[Start of section]

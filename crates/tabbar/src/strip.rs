//! Display state and geometry for the bar, kept free of DOM concerns so it
//! stays testable without a browser.

use crate::item::TabItem;

/// Placeholder pair shown until the first real declaration arrives.
pub fn bootstrap_items() -> Vec<TabItem> {
    vec![
        TabItem::new("Home", "house.fill"),
        TabItem::new("Selected", "star.fill"),
    ]
}

/// The bar's display list: declared items, or the placeholder pair before
/// any pane has declared one.
#[derive(Clone, Debug, PartialEq)]
pub struct TabStrip {
    items: Vec<TabItem>,
}

impl TabStrip {
    pub fn new() -> Self {
        Self {
            items: bootstrap_items(),
        }
    }

    /// Replaces the display list with the declared one. An empty declaration
    /// pass keeps whatever is currently shown.
    pub fn apply(&mut self, declared: &[TabItem]) {
        if !declared.is_empty() {
            self.items = declared.to_vec();
        }
    }

    pub fn items(&self) -> &[TabItem] {
        &self.items
    }

    pub fn len(&self) -> usize {
        self.items.len()
    }

    pub fn is_empty(&self) -> bool {
        self.items.is_empty()
    }
}

impl Default for TabStrip {
    fn default() -> Self {
        Self::new()
    }
}

/// Opacity a pane should take under the shared visibility convention:
/// fully visible when its position matches the selection, invisible otherwise.
pub fn pane_opacity(selected: usize, index: usize) -> f64 {
    if selected == index {
        1.0
    } else {
        0.0
    }
}

/// Position of the sliding highlight inside the bar. Width and offset are
/// percentages of the bar and of the pill itself respectively, so the CSS
/// transition on the pill element animates the move between slots.
#[derive(Clone, Copy, Debug, PartialEq)]
pub struct PillGeometry {
    pub width_pct: f64,
    pub offset_pct: f64,
    /// False when the selection points outside the list; nothing is
    /// highlighted in that case, and nothing errors.
    pub visible: bool,
}

impl PillGeometry {
    pub fn to_style(self) -> String {
        if !self.visible {
            return format!("width: {}%; opacity: 0;", self.width_pct);
        }
        format!(
            "width: {}%; transform: translateX({}%);",
            self.width_pct, self.offset_pct
        )
    }
}

pub fn pill_geometry(selected: usize, count: usize) -> PillGeometry {
    if count == 0 {
        return PillGeometry {
            width_pct: 0.0,
            offset_pct: 0.0,
            visible: false,
        };
    }
    PillGeometry {
        width_pct: 100.0 / count as f64,
        offset_pct: selected as f64 * 100.0,
        visible: selected < count,
    }
}

#[cfg(test)]
mod tests {
    use super::*;

    fn three_items() -> Vec<TabItem> {
        vec![
            TabItem::new("Home", "house.fill"),
            TabItem::new("Selected", "star.fill"),
            TabItem::new("Settings", "gearshape.fill"),
        ]
    }

    #[test]
    fn test_bootstrap_pair() {
        let strip = TabStrip::new();
        let labels: Vec<_> = strip.items().iter().map(|i| i.text.as_str()).collect();
        assert_eq!(labels, ["Home", "Selected"]);
        let icons: Vec<_> = strip.items().iter().map(|i| i.icon.as_str()).collect();
        assert_eq!(icons, ["house.fill", "star.fill"]);
    }

    #[test]
    fn test_apply_preserves_declaration_order() {
        let declared = three_items();
        let mut strip = TabStrip::new();
        strip.apply(&declared);
        assert_eq!(strip.items(), declared.as_slice());
    }

    #[test]
    fn test_apply_overwrites_bootstrap() {
        let mut strip = TabStrip::new();
        strip.apply(&[TabItem::new("Only", "star.fill")]);
        assert_eq!(strip.len(), 1);
        assert_eq!(strip.items()[0].text, "Only");
    }

    #[test]
    fn test_apply_is_idempotent() {
        let declared = three_items();
        let mut strip = TabStrip::new();
        strip.apply(&declared);
        let first = strip.clone();
        strip.apply(&declared);
        assert_eq!(strip, first);
    }

    #[test]
    fn test_empty_declaration_keeps_current_list() {
        let mut strip = TabStrip::new();
        strip.apply(&[]);
        assert_eq!(strip.len(), 2);

        let declared = three_items();
        strip.apply(&declared);
        strip.apply(&[]);
        assert_eq!(strip.len(), 3);
    }

    #[test]
    fn test_duplicates_are_permitted() {
        let item = TabItem::new("Same", "star.fill");
        let mut strip = TabStrip::new();
        strip.apply(&[item.clone(), item.clone()]);
        assert_eq!(strip.len(), 2);
        assert_eq!(strip.items()[0], strip.items()[1]);
    }

    #[test]
    fn test_pane_opacity() {
        assert_eq!(pane_opacity(0, 0), 1.0);
        assert_eq!(pane_opacity(0, 1), 0.0);
        assert_eq!(pane_opacity(2, 2), 1.0);
        assert_eq!(pane_opacity(7, 2), 0.0);
    }

    #[test]
    fn test_pill_tracks_selection() {
        for selected in 0..3 {
            let pill = pill_geometry(selected, 3);
            assert!(pill.visible);
            assert_eq!(pill.offset_pct, (selected * 100) as f64);
        }
        assert_eq!(pill_geometry(0, 4).width_pct, 25.0);
    }

    #[test]
    fn test_out_of_range_selection_highlights_nothing() {
        let pill = pill_geometry(3, 3);
        assert!(!pill.visible);
        assert!(pill.to_style().contains("opacity: 0"));

        assert!(!pill_geometry(0, 0).visible);
    }

    #[test]
    fn test_extreme_selection_does_not_panic() {
        let pill = pill_geometry(usize::MAX, 3);
        assert!(!pill.visible);
        assert!(pill.to_style().contains("opacity: 0"));
    }

    #[test]
    fn test_three_pane_scenario() {
        let declared = three_items();
        let mut strip = TabStrip::new();
        strip.apply(&declared);

        // initial selection 0: first pane visible, pill on slot 0
        let opacities: Vec<_> = (0..3).map(|i| pane_opacity(0, i)).collect();
        assert_eq!(opacities, [1.0, 0.0, 0.0]);
        assert_eq!(pill_geometry(0, strip.len()).offset_pct, 0.0);

        // tap on item 2: third pane visible, pill slides to slot 2
        let opacities: Vec<_> = (0..3).map(|i| pane_opacity(2, i)).collect();
        assert_eq!(opacities, [0.0, 0.0, 1.0]);
        let pill = pill_geometry(2, strip.len());
        assert!(pill.visible);
        assert_eq!(pill.offset_pct, 200.0);
    }
}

[End of section]

WHAT YOU WILL DO: Where a line in the listing above holds the string "Debug", include it in your count, and answer with the number alone.

COMPLETED EXERCISE: 2